Quelques années auparavant, en 1842, trois enfants dont le plus âgé avait seize ans et le plus jeune en avait six, s'étant aventurés sur une barque pour aller dénicher des oiseaux dans le trou d'un rocher avancé en mer, une tempête affreuse les saisit, les emporta au large, les jeta de là à travers mille écueils, jusqu'à la pointe de Pern, le plus dangereux passage de ces côtes. Cependant une nuit sombre les enveloppe de ses ténèbres ; l'enfant de seize ans rame de toutes ses forces, l'autre avec une écuelle d'abord, puis quand il l'a perdue, avec son chapeau, vide la barque qui se remplit d'eau ; l'enfant de six ans récite de tout son cœur le chapelet, suivi des litanies de la sainte Vierge ; et, chose qu'ils ne savaient pas, leur mère désolée, incertaine de ce qu'ils sont devenus, prie à terre, devant l'autel de Notre-Dame de Bonne-Espérance. Le matin arrivé, ils aperçoivent et reconnaissent le clocher de Notre-Dame. Ils tombent tous trois à genoux au fond du canot, et prient avec une ferveur nouvelle ; puis ils essayent d'approcher de la côte, en jetant l'ancre avec une pierre attachée au bout d'une corde : vains efforts, tout le jour se passe ; ils n'y peuvent réussir. Epuisés de lassitude et d'inanition, ils tombent n'en pouvant plus, et s'endorment sous le regard maternel de Marie. Leur sommeil se prolonge toute la nuit, le lendemain ils se réveillent, leur barque touchait presque à la terre ferme. Un bâtiment s'approche, les recueille et les dépose à terre ; toute la population, émerveillée du prodige, fait une procession d'actions de grâces à Notre-Dame de Bonne-Espérance ; et depuis ce temps-là on ne les appela plus que les enfants du miracle et les protégés de la sainte Vierge.

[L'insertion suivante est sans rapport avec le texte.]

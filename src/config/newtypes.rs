//! Validated newtype wrappers for configuration values.
//!
//! These wrappers validate their contents on construction, so an invalid
//! endpoint or an empty token is rejected before any client exists.

use crate::error::ConfigError;
use std::fmt;

/// A validated DataHub personal access token.
///
/// The token is sent as `Authorization: Bearer <token>` on every request.
///
/// # Security
///
/// The `Debug` implementation masks the token, displaying only
/// `AccessToken(*****)`.
///
/// # Example
///
/// ```rust
/// use datahub_edp::AccessToken;
///
/// let token = AccessToken::new("eyJhbGciOi...").unwrap();
/// assert_eq!(format!("{:?}", token), "AccessToken(*****)");
/// ```
#[derive(Clone, PartialEq, Eq)]
pub struct AccessToken(String);

impl AccessToken {
    /// Creates a new validated access token.
    ///
    /// # Errors
    ///
    /// Returns [`ConfigError::EmptyAccessToken`] if the token is empty or
    /// whitespace only.
    pub fn new(token: impl Into<String>) -> Result<Self, ConfigError> {
        let token = token.into();
        if token.trim().is_empty() {
            return Err(ConfigError::EmptyAccessToken);
        }
        Ok(Self(token))
    }
}

impl AsRef<str> for AccessToken {
    fn as_ref(&self) -> &str {
        &self.0
    }
}

impl fmt::Debug for AccessToken {
    fn fmt(&self, f: &mut fmt::Formatter<'_>) -> fmt::Result {
        f.write_str("AccessToken(*****)")
    }
}

/// A validated GraphQL endpoint URL.
///
/// This is the full URL requests are posted to, usually
/// `https://<datahub-frontend>/api/graphql` or
/// `http://<gms>:8080/api/graphql`.
///
/// # Example
///
/// ```rust
/// use datahub_edp::GraphqlEndpoint;
///
/// let endpoint = GraphqlEndpoint::new("https://datahub.example.com/api/graphql").unwrap();
/// assert_eq!(endpoint.scheme(), "https");
/// assert_eq!(endpoint.host_name(), "datahub.example.com");
/// ```
#[derive(Clone, Debug, PartialEq, Eq)]
pub struct GraphqlEndpoint {
    url: String,
    scheme_end: usize,
    host_start: usize,
    host_end: usize,
}

impl GraphqlEndpoint {
    /// Creates a new validated endpoint.
    ///
    /// # Errors
    ///
    /// Returns [`ConfigError::InvalidEndpoint`] if the URL has no `http` or
    /// `https` scheme or an empty host.
    pub fn new(url: impl Into<String>) -> Result<Self, ConfigError> {
        let url = url.into().trim().to_string();
        let invalid = || ConfigError::InvalidEndpoint { url: url.clone() };

        let scheme_end = url.find("://").ok_or_else(invalid)?;
        let scheme = &url[..scheme_end];
        if !scheme.eq_ignore_ascii_case("http") && !scheme.eq_ignore_ascii_case("https") {
            return Err(invalid());
        }

        let host_start = scheme_end + 3;
        let remainder = &url[host_start..];
        let host_end = remainder
            .find([':', '/', '?', '#'])
            .map_or(url.len(), |i| host_start + i);
        if host_end == host_start {
            return Err(invalid());
        }

        Ok(Self {
            url,
            scheme_end,
            host_start,
            host_end,
        })
    }

    /// Returns the URL scheme (`http` or `https`).
    #[must_use]
    pub fn scheme(&self) -> &str {
        &self.url[..self.scheme_end]
    }

    /// Returns the host name portion of the URL.
    #[must_use]
    pub fn host_name(&self) -> &str {
        &self.url[self.host_start..self.host_end]
    }
}

impl AsRef<str> for GraphqlEndpoint {
    fn as_ref(&self) -> &str {
        &self.url
    }
}

impl fmt::Display for GraphqlEndpoint {
    fn fmt(&self, f: &mut fmt::Formatter<'_>) -> fmt::Result {
        f.write_str(&self.url)
    }
}

#[cfg(test)]
mod tests {
    use super::*;

    #[test]
    fn test_access_token_rejects_empty_string() {
        assert!(matches!(
            AccessToken::new(""),
            Err(ConfigError::EmptyAccessToken)
        ));
        assert!(matches!(
            AccessToken::new("   "),
            Err(ConfigError::EmptyAccessToken)
        ));
    }

    #[test]
    fn test_access_token_masks_value_in_debug() {
        let token = AccessToken::new("super-secret-token").unwrap();
        let debug_output = format!("{:?}", token);
        assert_eq!(debug_output, "AccessToken(*****)");
        assert!(!debug_output.contains("super-secret-token"));
        assert_eq!(token.as_ref(), "super-secret-token");
    }

    #[test]
    fn test_endpoint_accepts_http_and_https() {
        let endpoint = GraphqlEndpoint::new("https://datahub.example.com/api/graphql").unwrap();
        assert_eq!(endpoint.scheme(), "https");
        assert_eq!(endpoint.host_name(), "datahub.example.com");

        let endpoint = GraphqlEndpoint::new("http://datahub-gms:8080/api/graphql").unwrap();
        assert_eq!(endpoint.scheme(), "http");
        assert_eq!(endpoint.host_name(), "datahub-gms");
        assert_eq!(endpoint.as_ref(), "http://datahub-gms:8080/api/graphql");
    }

    #[test]
    fn test_endpoint_trims_whitespace() {
        let endpoint = GraphqlEndpoint::new("  http://localhost:9002/api/graphql\n").unwrap();
        assert_eq!(endpoint.to_string(), "http://localhost:9002/api/graphql");
    }

    #[test]
    fn test_endpoint_rejects_invalid() {
        // No scheme
        assert!(GraphqlEndpoint::new("datahub.example.com").is_err());
        // Empty host
        assert!(GraphqlEndpoint::new("https://").is_err());
        assert!(GraphqlEndpoint::new("https:///api/graphql").is_err());
        // Unsupported scheme
        assert!(GraphqlEndpoint::new("ftp://datahub.example.com").is_err());
        assert!(GraphqlEndpoint::new("://datahub.example.com").is_err());
    }
}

Autant l'île d'Ouessant est dévouée à Marie, autant l'île de Batz l'honore comme sa reine et sa mère. Tous les soirs après le coucher du soleil, on entend retentir sur la grève l'Ave Maris stella, que l'écho reporte à tous les coins de l'île. Dans les moments de tempête, les femmes désolées se réunissent aux pieds de la statue de Marie, la prient pour un père ou un époux, un frère ou un fils en péril ; au retour de ces personnes si chères, elles se réunissent de nouveau pour dire leurs communes actions de grâces, tantôt à Notre-Dame du Penity, tantôt à Notre-Dame de Bon-Secours, deux chapelles que possède l'île ; et le marin qui l'avait priée à son départ, vient la remercier avec toute sa famille heureuse de le revoir. La plupart des habitants ne savent pas lire, mais tous connaissent des cantiques et des hymnes à la Vierge ; tous savent dire le chapelet qui est leur prière de prédilection, et ils le récitent pendant les offices à l'église, comme partout ailleurs. Le premier dimanche de chaque mois, ils font la procession autour de leur église en chantant les litanies de la Vierge ; et le 15 août, fête patronale de l'île, les jeunes gens portent à la procession d'après vêpres une bannière où est représentée Marie écrasant la tête du serpent, avec cette inscription : Reine du ciel, priez pour nous. Les jeunes filles, de leur côté, portent la statue de la Mère de Dieu, et sur son passage chacun se prosterne. Enfin la Vierge-mère est la consolation et l'espoir de tous les religieux habitants de l'île de Batz, la plupart marins ; et ils racontent mille traits de sa protection sur eux au milieu des tempêtes.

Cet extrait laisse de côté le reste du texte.